Description
Examines the ‘drug problem’ in the context of UK strategies and as a global phenomenon. Set against the backdrop of race and the politics of drug control, it looks at a range of events and issues from the supply end of the drugs chain through enforcement and court proceedings to treatment approaches re addicts and other drug users. Anita Kalunta-Crumpton also goes beyond myths, stereotypes and assumptions to look at the real life issues and social characteristics that affect the trafficking, supply and use of drugs. A book that offers a fresh perspective on discourse around the ‘drug problem’ – in which Anita Kalunta-Crumpton explores common but frequently misleading themes concerning an aspect of criminal justice that knows no racial, ethnic, gender, class, age, geographical or other barriers. She also provides an outline of UK drugs strategy from its class-oriented beginnings in the nineteenth century – through later expansion and pre-occupation with explanations based around race – up until the present day, causing her to ask: Who are the real victims of drugs, drug trafficking and drug supply? A must for anyone interested in drugs, drug trafficking and the ‘drug problem’.
Reviews
‘Presents the drug problem as a cancerous disease that has claimed and continues to claim numerous victims regardless of location, class, gender, race, ethnicity and age. This book employs a critically constructive approach to address the drug problem in Britain and the rest of the world. It provides an outline of UK drugs strategy from its beginnings in the nineteenth century through to the more recent later pre-occupation with explanations based around race. Kalunta-Crumpton asks who the real victims of drug use and drug trafficking are, and argues that drugs impact on everyone, either directly or indirectly. She also demonstrates that West Africans, Caribbeans, South Americans and Asians are prime targets of indiscriminate western law enforcement drug controls at both external and internal borders’: Sage Race Relations Abstracts
‘A fascinating study of the relationship between race and drugs’: Thames View (Journal of Thames Valley Police Service)

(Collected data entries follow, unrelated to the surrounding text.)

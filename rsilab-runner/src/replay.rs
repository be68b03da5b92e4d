//! Simplified historical replay.
//!
//! Walks a series bar by bar, evaluating the prefix ending at each bar as if
//! it were live. An actionable decision opens a position at that bar's close;
//! later bars are checked against its stop and target until one is hit or the
//! data runs out. One position at a time, no sizing, no costs.
//!
//! Intrabar ambiguity resolves worst case: when a bar spans both levels the
//! stop is assumed to fill first.

use serde::{Deserialize, Serialize};
use tracing::{debug, trace};

use rsilab_core::domain::{Candle, InstitutionalMetrics, MarketSnapshot, TradeSetup};
use rsilab_core::{DecisionEngine, EvaluationError, TradeSide};

use crate::metrics::ReplayMetrics;

/// Borrowed full-history inputs for one instrument.
#[derive(Debug, Clone, Copy)]
pub struct ReplaySeries<'a> {
    pub symbol: &'a str,
    pub candles: &'a [Candle],
    pub rsi: &'a [f64],
    pub obv: &'a [f64],
    /// ATR per bar, aligned with `candles`.
    pub atr: &'a [f64],
    pub institutional: &'a InstitutionalMetrics,
}

impl<'a> ReplaySeries<'a> {
    /// Snapshot of bars `0..=index`.
    fn prefix(&self, index: usize) -> MarketSnapshot<'a> {
        let end = index + 1;
        MarketSnapshot {
            symbol: self.symbol,
            candles: &self.candles[..end],
            rsi: self.rsi.get(..end).unwrap_or(self.rsi),
            obv: self.obv.get(..end).unwrap_or(self.obv),
            atr: self.atr.get(index).copied().filter(|v| v.is_finite()),
            institutional: self.institutional,
            htf_rsi: None,
        }
    }
}

#[derive(Debug, Clone, Copy, PartialEq, Eq, Hash, Serialize, Deserialize)]
pub enum ExitReason {
    StopLoss,
    TakeProfit,
    /// Still open at the last bar; closed at its close.
    EndOfData,
}

/// A completed replay position.
#[derive(Debug, Clone, PartialEq, Serialize, Deserialize)]
pub struct ReplayTrade {
    pub side: TradeSide,
    pub entry_index: usize,
    pub entry_price: f64,
    pub exit_index: usize,
    pub exit_price: f64,
    pub exit_reason: ExitReason,
    pub stop_loss: f64,
    pub take_profit: f64,
    /// Decision score at entry.
    pub score: f64,
    /// Result in units of initial risk.
    pub r_multiple: f64,
}

impl ReplayTrade {
    pub fn is_winner(&self) -> bool {
        self.r_multiple > 0.0
    }

    pub fn bars_held(&self) -> usize {
        self.exit_index - self.entry_index
    }
}

/// Output of one replay run.
#[derive(Debug, Clone, PartialEq, Serialize, Deserialize)]
pub struct ReplayReport {
    pub symbol: String,
    /// Bars for which a decision was computed.
    pub bars_evaluated: usize,
    /// Actionable decisions seen while flat.
    pub signals: usize,
    pub trades: Vec<ReplayTrade>,
    pub metrics: ReplayMetrics,
}

struct OpenPosition {
    entry_index: usize,
    setup: TradeSetup,
    score: f64,
}

impl OpenPosition {
    /// Exit level hit by `candle`, stop first.
    fn exit_on(&self, candle: &Candle) -> Option<(f64, ExitReason)> {
        let s = &self.setup;
        let (stop_hit, target_hit) = match s.side {
            TradeSide::Long => (candle.low <= s.stop_loss, candle.high >= s.take_profit),
            TradeSide::Short => (candle.high >= s.stop_loss, candle.low <= s.take_profit),
        };
        if stop_hit {
            Some((s.stop_loss, ExitReason::StopLoss))
        } else if target_hit {
            Some((s.take_profit, ExitReason::TakeProfit))
        } else {
            None
        }
    }

    fn close(self, exit_index: usize, exit_price: f64, exit_reason: ExitReason) -> ReplayTrade {
        let s = self.setup;
        let risk = s.risk();
        let r_multiple = if risk > 0.0 {
            s.side.sign() * (exit_price - s.entry) / risk
        } else {
            0.0
        };
        ReplayTrade {
            side: s.side,
            entry_index: self.entry_index,
            entry_price: s.entry,
            exit_index,
            exit_price,
            exit_reason,
            stop_loss: s.stop_loss,
            take_profit: s.take_profit,
            score: self.score,
            r_multiple,
        }
    }
}

/// Replay `series` through `engine`.
///
/// Bars before the engine's `min_bars` are skipped since every decision there
/// is a `Wait`. Misaligned series surface as the engine's input error.
pub fn replay(
    engine: &DecisionEngine,
    series: &ReplaySeries<'_>,
) -> Result<ReplayReport, EvaluationError> {
    let n = series.candles.len();
    let first = engine.config().min_bars.saturating_sub(1);
    let mut trades = Vec::new();
    let mut open: Option<OpenPosition> = None;
    let mut bars_evaluated = 0;
    let mut signals = 0;

    for index in first..n {
        let candle = &series.candles[index];

        if let Some(position) = open.take() {
            match position.exit_on(candle) {
                Some((price, reason)) => {
                    trace!(symbol = series.symbol, index, ?reason, "exit");
                    trades.push(position.close(index, price, reason));
                    continue;
                }
                None => {
                    open = Some(position);
                    continue;
                }
            }
        }

        let decision = engine.evaluate(&series.prefix(index))?;
        bars_evaluated += 1;
        if let (true, Some(setup)) = (decision.is_actionable(), decision.setup) {
            signals += 1;
            trace!(symbol = series.symbol, index, side = ?setup.side, "entry");
            open = Some(OpenPosition {
                entry_index: index,
                setup,
                score: decision.score,
            });
        }
    }

    if let Some(position) = open {
        let last = n - 1;
        let price = series.candles[last].close;
        trades.push(position.close(last, price, ExitReason::EndOfData));
    }

    let metrics = ReplayMetrics::compute(&trades);
    debug!(
        symbol = series.symbol,
        bars_evaluated,
        trades = trades.len(),
        total_r = metrics.total_r,
        "replay finished"
    );
    Ok(ReplayReport {
        symbol: series.symbol.to_string(),
        bars_evaluated,
        signals,
        trades,
        metrics,
    })
}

‘The analysis presented in this book is essential to anyone wanting to get behind the headlines, initiative and scare stories, and try to recapture an approach based on rational analysis to one of the biggest challenges facing law enforcement today’: Vista
Author
Anita Kalunta-Crumpton is a Senior Lecturer in Criminology at Roehampton University , London . She is the author of Race and Drug Trials: The Social Construction of Guilt and Innocence (1999), editor (with Biko Agozino) of Pan-African Issues in Crime and Justice (2004) and guest editor of ‘Race, Ethnicity and Community Safety’, special edition of Community Safety Journal, vol. 4, issue 2, April 2005.